Saturday, September 27, 2008

Paul Leonard Newman, January 26, 1925 – September 26, 2008

A great icon of film ( and racing, and philanthropy and just... life) died today. I was lucky enough to have had a few conversations with him in my own little career and I must say that the world has lost a truly wonderful human.

I met Mr. Newman working on an American Express / Super Bowl commercial many, many years ago. It happened to be one of the cushiest jobs of my professional life.

It was my job to get the film into the lab before cutoff. Cutoff is when they shut the lab down for the night in order to have dailies (exposed / printed film shot the day before) back to the production houses in the morning. If you miss cutoff and still want to see dailies that day, the company has to pony up some major bucks for the lab to do a daylight run.

As the commercial was shooting night shots a few hours north of L.A. in Bakersfield, this complicated the cutoff. If my memory serves, cutoff was around 4 a.m. And night in November meant the crew was shooting from 5 p.m. to 5 a.m. This meant the production company and agency could not see dailies from the entire night's shoot. They would have to break the film around 2 a.m. for me to run it back to L.A.

Add to the fact that we had a celebrity (Mr. Newman) and it was SUPER BOWL COMMERCIAL - you have no idea how much money and pressure is involved with these little mini - films - it was a tense set at times.

Super Bowl commercials can attract all kinds of talent you would never see in the advertising arena on a regular basis. Celebrities like the quick and pricey paycheck but they also like that the ad won't be run ad infinitum on television.

And, these commercials also attract directors from features who may be trying to break into the lucrative short form or just trying to ad a prestige shoot to their repertoire.

With the Am/Ex job, it was a director I had worked with since he started in commercials, only he had just shot his first feature film - a B movie comedy with B level talent at best! But because he had broken into features, suddenly his ego wouldn't fit in the door! He was such an ass - par for the course with this guy but much worse.

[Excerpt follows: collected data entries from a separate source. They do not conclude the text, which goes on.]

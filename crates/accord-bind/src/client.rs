use std::sync::Arc;

use accord_channel::{Channel, ChannelError};
use serde::Serialize;
use serde::de::DeserializeOwned;
use serde_json::{Map, Value};
use thiserror::Error;

use crate::AgreementExpr;
use crate::agreement::Agreement;
use crate::envelope::{CallEnvelope, EnvelopeError, validate_envelope};
use crate::paths::route_path;
use crate::route::Route;

/// Produces the headers for one outgoing call. Invoked fresh on every call;
/// headers may carry per-call tokens or timestamps, so they are never cached.
pub type HeaderSupplier = Arc<dyn Fn() -> Map<String, Value> + Send + Sync>;

#[derive(Debug, Error)]
pub enum ProxyError {
    #[error("agreement declares no route named '{route}'")]
    UnknownRoute { route: String },
    #[error("outgoing payload rejected: {0}")]
    Payload(#[from] EnvelopeError),
    #[error(transparent)]
    Channel(#[from] ChannelError),
    #[error("value conversion failed: {0}")]
    Codec(#[from] serde_json::Error),
}

/// Build the client side of an agreement: one synthesized call per route,
/// each validating its outgoing payload against the same transfer rules the
/// server enforces, then forwarding over the channel's request primitive.
pub fn proxy(
    channel: Arc<dyn Channel>,
    agreement: &AgreementExpr,
    headers: Option<HeaderSupplier>,
) -> AgreementProxy {
    AgreementProxy {
        channel,
        agreement: agreement.agreement().clone(),
        headers: headers.unwrap_or_else(|| Arc::new(Map::new)),
    }
}

pub struct AgreementProxy {
    channel: Arc<dyn Channel>,
    agreement: Agreement,
    headers: HeaderSupplier,
}

impl AgreementProxy {
    /// The underlying channel, for callers that need to reach past the
    /// contract surface.
    pub fn channel(&self) -> &Arc<dyn Channel> {
        &self.channel
    }

    pub fn agreement(&self) -> &Agreement {
        &self.agreement
    }

    /// Synthesize the standalone callable for one route.
    pub fn bind(&self, name: &str) -> Result<RouteCall, ProxyError> {
        let route = self
            .agreement
            .routes
            .get(name)
            .ok_or_else(|| ProxyError::UnknownRoute { route: name.into() })?;
        Ok(RouteCall {
            channel: self.channel.clone(),
            path: route_path(&self.agreement.role, &self.agreement.version, name),
            route: route.clone(),
            headers: self.headers.clone(),
        })
    }

    pub async fn call(&self, name: &str, params: Option<Value>) -> Result<Value, ProxyError> {
        self.bind(name)?.invoke(params).await
    }

    /// Typed convenience over [`call`](Self::call): serialize the parameter,
    /// deserialize the reply.
    pub async fn call_json<P, R>(&self, name: &str, params: &P) -> Result<R, ProxyError>
    where
        P: Serialize,
        R: DeserializeOwned,
    {
        let params = serde_json::to_value(params)?;
        let reply = self.call(name, Some(params)).await?;
        Ok(serde_json::from_value(reply)?)
    }
}

/// One route's bound call function: mirrors `param -> future<return>` over
/// the wire path both sides compute from `(role, version, name)`.
pub struct RouteCall {
    channel: Arc<dyn Channel>,
    path: String,
    route: Route,
    headers: HeaderSupplier,
}

impl std::fmt::Debug for RouteCall {
    fn fmt(&self, f: &mut std::fmt::Formatter<'_>) -> std::fmt::Result {
        f.debug_struct("RouteCall")
            .field("path", &self.path)
            .field("route", &self.route)
            .finish_non_exhaustive()
    }
}

impl RouteCall {
    pub fn path(&self) -> &str {
        &self.path
    }

    pub async fn invoke(&self, params: Option<Value>) -> Result<Value, ProxyError> {
        let envelope = CallEnvelope {
            headers: self.route.header.is_some().then(|| (self.headers)()),
            params,
        };
        // Reject locally before anything reaches the wire.
        validate_envelope(&self.route, &envelope)?;
        let payload = serde_json::to_value(&envelope)?;
        Ok(self.channel.request(&self.path, payload).await?)
    }
}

He came in with all these demands...unheard of for a commercial director - but he was now spoiled from shooting features. His biggest demand was his own motorhome.

So here they are, shooting freezing cold nights on a race track in Bakersfield and every time he yells, "Cut," the director heads for the warmth of his trailer.

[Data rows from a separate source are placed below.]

use serde_json::Value;
use thiserror::Error;

use crate::Shape;

#[derive(Debug, Error, PartialEq)]
pub enum ShapeError {
    #[error("expected {expected}, found {found}")]
    TypeMismatch {
        expected: &'static str,
        found: &'static str,
    },
    #[error("missing record field '{field}'")]
    MissingField { field: String },
    #[error("unexpected record field '{field}'")]
    UnexpectedField { field: String },
    #[error("number {value} is not an integer")]
    NotAnInteger { value: f64 },
    #[error("value supplied where none is accepted")]
    UnexpectedValue,
}

/// Structurally check a JSON value against a shape.
///
/// Records are strict in both directions: a missing non-option field and a
/// field the shape does not declare are both errors.
pub fn validate_value(value: &Value, shape: &Shape) -> Result<(), ShapeError> {
    match shape {
        Shape::Nothing(_) => match value {
            Value::Null => Ok(()),
            _ => Err(ShapeError::UnexpectedValue),
        },
        Shape::Any(_) => Ok(()),
        Shape::Bool(_) => expect_kind(value, matches!(value, Value::Bool(_)), "bool"),
        Shape::Int(_) => match value {
            Value::Number(n) if n.is_i64() || n.is_u64() => Ok(()),
            Value::Number(n) => Err(ShapeError::NotAnInteger {
                value: n.as_f64().unwrap_or(f64::NAN),
            }),
            other => Err(mismatch("int", other)),
        },
        Shape::Number(_) => expect_kind(value, matches!(value, Value::Number(_)), "number"),
        Shape::Text(_) => expect_kind(value, matches!(value, Value::String(_)), "text"),
        Shape::List(list) => {
            let Value::Array(items) = value else {
                return Err(mismatch("list", value));
            };
            for item in items {
                validate_value(item, &list.list)?;
            }
            Ok(())
        }
        Shape::Record(record) => {
            let Value::Object(fields) = value else {
                return Err(mismatch("record", value));
            };
            for (name, field_shape) in record.record.iter() {
                match fields.get(name) {
                    Some(field_value) => validate_value(field_value, field_shape)?,
                    None if matches!(field_shape, Shape::Option(_)) => {}
                    None => {
                        return Err(ShapeError::MissingField {
                            field: name.clone(),
                        });
                    }
                }
            }
            for name in fields.keys() {
                if !record.record.contains_key(name) {
                    return Err(ShapeError::UnexpectedField {
                        field: name.clone(),
                    });
                }
            }
            Ok(())
        }
        Shape::Map(map) => {
            let Value::Object(entries) = value else {
                return Err(mismatch("map", value));
            };
            for entry in entries.values() {
                validate_value(entry, &map.map)?;
            }
            Ok(())
        }
        Shape::Option(opt) => match value {
            Value::Null => Ok(()),
            other => validate_value(other, &opt.option),
        },
    }
}

fn expect_kind(value: &Value, matches: bool, expected: &'static str) -> Result<(), ShapeError> {
    if matches {
        Ok(())
    } else {
        Err(mismatch(expected, value))
    }
}

fn mismatch(expected: &'static str, found: &Value) -> ShapeError {
    ShapeError::TypeMismatch {
        expected,
        found: value_kind(found),
    }
}

fn value_kind(value: &Value) -> &'static str {
    match value {
        Value::Null => "null",
        Value::Bool(_) => "bool",
        Value::Number(_) => "number",
        Value::String(_) => "text",
        Value::Array(_) => "list",
        Value::Object(_) => "record",
    }
}

#[cfg(test)]
mod tests {
    use super::*;
    use serde_json::json;

    #[test]
    fn record_missing_field_is_error() {
        let shape = Shape::record([("a", Shape::number()), ("b", Shape::number())]);
        let err = validate_value(&json!({"a": 2}), &shape).unwrap_err();
        assert!(matches!(err, ShapeError::MissingField { field } if field == "b"));
    }

    #[test]
    fn record_unexpected_field_is_error() {
        let shape = Shape::record([("a", Shape::number())]);
        let err = validate_value(&json!({"a": 2, "extra": true}), &shape).unwrap_err();
        assert!(matches!(err, ShapeError::UnexpectedField { field } if field == "extra"));
    }

    #[test]
    fn option_field_may_be_absent_or_null() {
        let shape = Shape::record([("note", Shape::option(Shape::text()))]);
        assert!(validate_value(&json!({}), &shape).is_ok());
        assert!(validate_value(&json!({"note": null}), &shape).is_ok());
        assert!(validate_value(&json!({"note": "hi"}), &shape).is_ok());
        assert!(validate_value(&json!({"note": 3}), &shape).is_err());
    }

    #[test]
    fn int_rejects_fractions() {
        assert!(validate_value(&json!(3), &Shape::int()).is_ok());
        let err = validate_value(&json!(3.5), &Shape::int()).unwrap_err();
        assert!(matches!(err, ShapeError::NotAnInteger { .. }));
    }

    #[test]
    fn list_items_checked() {
        let shape = Shape::list(Shape::text());
        assert!(validate_value(&json!(["a", "b"]), &shape).is_ok());
        let err = validate_value(&json!(["a", 1]), &shape).unwrap_err();
        assert!(matches!(err, ShapeError::TypeMismatch { expected: "text", .. }));
    }

    #[test]
    fn map_values_checked() {
        let shape = Shape::map(Shape::int());
        assert!(validate_value(&json!({"x": 1, "y": 2}), &shape).is_ok());
        assert!(validate_value(&json!({"x": "no"}), &shape).is_err());
    }

    #[test]
    fn nothing_accepts_only_null() {
        assert!(validate_value(&json!(null), &Shape::nothing()).is_ok());
        let err = validate_value(&json!({}), &Shape::nothing()).unwrap_err();
        assert_eq!(err, ShapeError::UnexpectedValue);
    }
}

I was pretty much a bystander in all of this. I would appear on set around 1 a.m., help out if needed or just stand around and watch, have breakfast and hit the road.

But I was so amused my Mr. Bigshot director's behavior. Everyone was ready to start and then realize, "Where's [director]?" "In his trailer."

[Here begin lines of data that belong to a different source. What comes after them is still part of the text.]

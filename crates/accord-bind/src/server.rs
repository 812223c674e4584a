use std::sync::Arc;

use accord_channel::{Channel, MethodHandler};
use accord_types::{Shape, ShapeError, validate_value};
use futures::future::BoxFuture;
use indexmap::IndexMap;
use serde_json::{Map, Value};
use thiserror::Error;
use tracing::warn;

use crate::AgreementExpr;
use crate::envelope::{CallEnvelope, EnvelopeError, validate_envelope};
use crate::paths::route_path;
use crate::route::{Route, Signature};

/// Implementation body for one route: takes the decoded parameter value (or
/// `None` for a paramless route), resolves to the raw return value.
pub type ImplFn =
    Arc<dyn Fn(Option<Value>) -> BoxFuture<'static, anyhow::Result<Value>> + Send + Sync>;

/// Audit hook run before every implementation: route name, the call's
/// headers, and the call context. Rejection is an `Err`, propagated verbatim
/// to the caller; the implementation never runs for a rejected call.
pub type Validator = Arc<
    dyn Fn(String, Map<String, Value>, CallContext) -> BoxFuture<'static, anyhow::Result<()>>
        + Send
        + Sync,
>;

/// Per-call state handed to the validator. Created per inbound call,
/// discarded when the call resolves.
#[derive(Debug, Clone)]
pub struct CallContext {
    pub remote_public_key: String,
    pub params: Option<Value>,
}

/// One route's server-side implementation together with its declared
/// signature, which is checked against the route at bind time.
#[derive(Clone)]
pub struct Implementation {
    signature: Signature,
    func: ImplFn,
}

impl Implementation {
    pub fn new(signature: Signature, func: ImplFn) -> Self {
        Implementation { signature, func }
    }

    /// Wrap a synchronous closure.
    pub fn from_fn(
        signature: Signature,
        func: impl Fn(Option<Value>) -> anyhow::Result<Value> + Send + Sync + 'static,
    ) -> Self {
        let func = Arc::new(func);
        Implementation {
            signature,
            func: Arc::new(move |params| {
                let out = func(params);
                Box::pin(async move { out })
            }),
        }
    }

    pub fn signature(&self) -> &Signature {
        &self.signature
    }
}

/// Route name to implementation table.
#[derive(Clone, Default)]
pub struct Implementations(IndexMap<String, Implementation>);

impl Implementations {
    pub fn new() -> Self {
        Implementations::default()
    }

    pub fn with(mut self, name: impl Into<String>, implementation: Implementation) -> Self {
        self.0.insert(name.into(), implementation);
        self
    }

    pub fn insert(&mut self, name: impl Into<String>, implementation: Implementation) {
        self.0.insert(name.into(), implementation);
    }

    pub fn get(&self, name: &str) -> Option<&Implementation> {
        self.0.get(name)
    }
}

#[derive(Clone, Default)]
pub struct BindOptions {
    pub validator: Option<Validator>,
}

impl BindOptions {
    pub fn new() -> Self {
        BindOptions::default()
    }

    pub fn with_validator(mut self, validator: Validator) -> Self {
        self.validator = Some(validator);
        self
    }
}

/// Structured diagnostics produced while binding; the host decides how to
/// route them. Warning paths also emit `tracing` events.
#[derive(Debug, Clone, PartialEq, Eq)]
pub enum Diagnostic {
    MissingImplementation { route: String },
}

#[derive(Debug, Default)]
pub struct BindReport {
    pub registered: Vec<String>,
    pub diagnostics: Vec<Diagnostic>,
}

/// Contract-definition failures. Fatal at bind time: nothing is registered
/// when any route is malformed.
#[derive(Debug, Error, PartialEq, Eq)]
pub enum BindError {
    #[error("route '{route}': implementation declares {count} parameters; at most one is supported")]
    MultiParamSignature { route: String, count: usize },
    #[error("route '{route}': implementation parameter does not match the route's param shape")]
    ParamMismatch { route: String },
    #[error("route '{route}': implementation return does not match the route's return shape")]
    ReturnMismatch { route: String },
}

/// Per-call failures inside a bound route. Each fails its own call only.
#[derive(Debug, Error)]
pub enum CallError {
    #[error("malformed call envelope: {0}")]
    Decode(#[from] serde_json::Error),
    #[error("invalid call payload: {0}")]
    Payload(#[from] EnvelopeError),
    #[error("connection exposes no remote identity")]
    MissingIdentity,
    #[error("call rejected")]
    Rejected(#[source] anyhow::Error),
    #[error("implementation returned a value outside the declared return shape: {0}")]
    Return(ShapeError),
}

/// Bind an agreement's server side onto a channel.
///
/// Every implemented route is wrapped in a call adapter that enforces the
/// transfer contract, extracts the caller identity, runs the optional
/// validator, and only then invokes the implementation. Routes without an
/// implementation are skipped with a warning so partial rollouts can bind
/// what they have.
pub fn implement(
    channel: &Arc<dyn Channel>,
    agreement: &AgreementExpr,
    implementations: &Implementations,
    options: &BindOptions,
) -> Result<BindReport, BindError> {
    let agreement = agreement.agreement();
    let mut report = BindReport::default();

    // Check every signature before touching the channel; a malformed route
    // must not leave the agreement half bound.
    let mut accepted: Vec<(&String, &Route, Implementation)> = Vec::new();
    for (name, route) in agreement.routes.iter() {
        let Some(implementation) = implementations.get(name) else {
            warn!(route = %name, "no implementation for route; leaving it unregistered");
            report.diagnostics.push(Diagnostic::MissingImplementation {
                route: name.clone(),
            });
            continue;
        };
        check_signature(name, route, implementation.signature())?;
        accepted.push((name, route, implementation.clone()));
    }

    for (name, route, implementation) in accepted {
        let path = route_path(&agreement.role, &agreement.version, name);
        let handler = call_adapter(
            channel.clone(),
            name.clone(),
            route.clone(),
            implementation,
            options.validator.clone(),
        );
        channel.register(&path, handler);
        report.registered.push(name.clone());
    }

    Ok(report)
}

fn check_signature(name: &str, route: &Route, signature: &Signature) -> Result<(), BindError> {
    match signature.params.as_slice() {
        [] => {
            if !route.param.is_nothing() {
                return Err(BindError::ParamMismatch { route: name.into() });
            }
        }
        [one] => {
            if *one != route.param {
                return Err(BindError::ParamMismatch { route: name.into() });
            }
        }
        many => {
            return Err(BindError::MultiParamSignature {
                route: name.into(),
                count: many.len(),
            });
        }
    }
    if signature.ret != route.ret {
        return Err(BindError::ReturnMismatch { route: name.into() });
    }
    Ok(())
}

fn call_adapter(
    channel: Arc<dyn Channel>,
    name: String,
    route: Route,
    implementation: Implementation,
    validator: Option<Validator>,
) -> MethodHandler {
    Arc::new(move |payload: Value| {
        let channel = channel.clone();
        let name = name.clone();
        let route = route.clone();
        let func = implementation.func.clone();
        let validator = validator.clone();
        Box::pin(async move {
            let envelope: CallEnvelope = if payload.is_null() {
                CallEnvelope::default()
            } else {
                serde_json::from_value(payload).map_err(CallError::Decode)?
            };
            validate_envelope(&route, &envelope).map_err(CallError::Payload)?;

            let headers = envelope.headers.unwrap_or_default();
            let params = normalize_params(&route.param, envelope.params);
            let remote_public_key = channel
                .remote_identity()
                .ok_or(CallError::MissingIdentity)?;

            if let Some(validator) = &validator {
                let context = CallContext {
                    remote_public_key,
                    params: params.clone(),
                };
                validator(name.clone(), headers, context)
                    .await
                    .map_err(CallError::Rejected)?;
            }

            let result = func(params).await?;
            if let Some(ret) = &route.ret {
                validate_value(&result, ret).map_err(CallError::Return)?;
            }
            Ok(result)
        })
    })
}

fn normalize_params(param: &Shape, params: Option<Value>) -> Option<Value> {
    if param.is_nothing() { None } else { params }
}
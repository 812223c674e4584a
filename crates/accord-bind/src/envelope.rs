use accord_types::{Shape, ShapeError, validate_value};
use serde::{Deserialize, Serialize};
use serde_json::{Map, Value};
use thiserror::Error;

use crate::Route;

/// What actually crosses the wire for one call: optional headers and an
/// optional parameter value.
#[derive(Debug, Clone, Default, PartialEq, Serialize, Deserialize)]
pub struct CallEnvelope {
    #[serde(default, skip_serializing_if = "Option::is_none")]
    pub headers: Option<Map<String, Value>>,
    #[serde(default, skip_serializing_if = "Option::is_none")]
    pub params: Option<Value>,
}

#[derive(Debug, Error, PartialEq)]
pub enum EnvelopeError {
    #[error("route declares no headers but the payload carries them")]
    UnexpectedHeaders,
    #[error("route requires headers")]
    MissingHeaders,
    #[error("headers rejected: {0}")]
    Headers(ShapeError),
    #[error("route accepts no parameters but the payload carries them")]
    UnexpectedParams,
    #[error("route requires parameters")]
    MissingParams,
    #[error("parameters rejected: {0}")]
    Params(ShapeError),
}

/// The transfer check both binders share: headers must match the route's
/// header shape or be absent, params must match the param shape or be
/// absent. Runs before the server defaults missing headers, so a route that
/// declares headers rejects a payload without them.
pub fn validate_envelope(route: &Route, envelope: &CallEnvelope) -> Result<(), EnvelopeError> {
    match (&route.header, &envelope.headers) {
        (None, None) => {}
        (None, Some(_)) => return Err(EnvelopeError::UnexpectedHeaders),
        (Some(_), None) => return Err(EnvelopeError::MissingHeaders),
        (Some(shape), Some(headers)) => {
            validate_value(&Value::Object(headers.clone()), shape)
                .map_err(EnvelopeError::Headers)?;
        }
    }

    match &envelope.params {
        None if route.param.is_nothing() => {}
        None if matches!(route.param, Shape::Option(_)) => {}
        None => return Err(EnvelopeError::MissingParams),
        Some(params) if route.param.is_nothing() => {
            if !params.is_null() {
                return Err(EnvelopeError::UnexpectedParams);
            }
        }
        Some(params) => validate_value(params, &route.param).map_err(EnvelopeError::Params)?,
    }

    Ok(())
}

You would have expected Mr. Newman to be in his trailer all the time too. But he wasn't. He stayed on that freezing track with the crew, chatting them up, racing mini - motorbikes and just being one of the guys.

I've always thought Mr. Newman was a fantastic actor, but I cannot say he rocked my world. That is...until I found myself staring down into those mesmerizing baby blues! [Swoon!!!]

The crew had broken for breakfast - pancakes. [Director] skulking in his trailer, the agency also had a trailer for warmth, the crew had a big tent and most of us production folks ducked into the production trailer. Suddenly, there was a banging on the door. (We were all sort of surprised as NO one knocks on the production office door.) I was closest to it, so I opened it.

All I could see were those blue eyes. Mr. Newman, stood there holding a plate of steaming pancakes.

"It's too quiet in my trailer. Can I eat here?"

"Of course!"

He sat his plate down on the corner of the desk where I was eating and just joined in. He asked us about our lives and told us about his. He talked about his wife, his daughters and even the pain of losing his only son to drugs. He talked about racing and charity. You had no doubt what or who he loved.

Mr. Newman would join us for breakfast every night like that. I'm certain all of us understood why he was such a great man.

And I'm equally certain, the world is a bit dimmer without those blue eyes shining.

5 comments:

ordinaryjanet said...

Nice story! His passing was one of the only times I've ever felt real sadness at an actor's death.

I hope TCM has a Paul Newman marathon, I want to see some of his early films again.

It's depressing that when I look at the current crop of "young talent", I don't see anyone who would deserve the title of "icon" in the future.

Duly Inspired said...

Seems he was a man among men. How nice that you have a personal and inspirational memory of him.

Pat Dempsey said...

I too enjoyed your story on Mr. Newman. What an Icon of a man

Actually I'm a big fan of all that you write.
I love your blog. Keep up the great work.

Velvet Sacks said...

Nice memories and a nice tribute to Paul Newman.

Can you believe that the 21-year-old in my office saw his picture on the cover of People Magazine, commented on how good looking he was, then said she'd never heard of him?

It's been a long time since you posted this. Are you taking an unofficial break like the rest of us, or are you sick again?

CreekHiker said...

Velvet, To be honest, I didn't think anyone was stopping by anymore...
that and job hunting is harshing my mellow.